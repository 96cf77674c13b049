// ============================================================================
// Numeric Module
// Deterministic fixed-point arithmetic on 32-bit raw values
// ============================================================================
//
// This module provides:
// - FixedPoint: binary fixed-point scalar with runtime precision (fbits)
// - NumericError: error types shared by every operation in the engine
// - DEFAULT_FBITS/MAX_FBITS: precision bounds
//
// Design principles:
// - No floating-point operations outside materialize()
// - All arithmetic returns Result (no panics)
// - Operands never mix precisions implicitly
// - Identical inputs give bit-identical results on every platform

mod errors;
mod fixed;

pub use errors::{NumericError, NumericResult};
pub use fixed::{FixedPoint, DEFAULT_FBITS, MAX_FBITS};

*Exercise requirements*.
Please output only the lines from the first line of the entries through the line with "in the engine", both included, exactly as written.

*Exercise solution*.
repository 96cf77674c13b049
// ============================================================================
// Numeric Module
// Deterministic fixed-point arithmetic on 32-bit raw values
// ============================================================================
//
// This module provides:
// - FixedPoint: binary fixed-point scalar with runtime precision (fbits)
// - NumericError: error types shared by every operation in the engine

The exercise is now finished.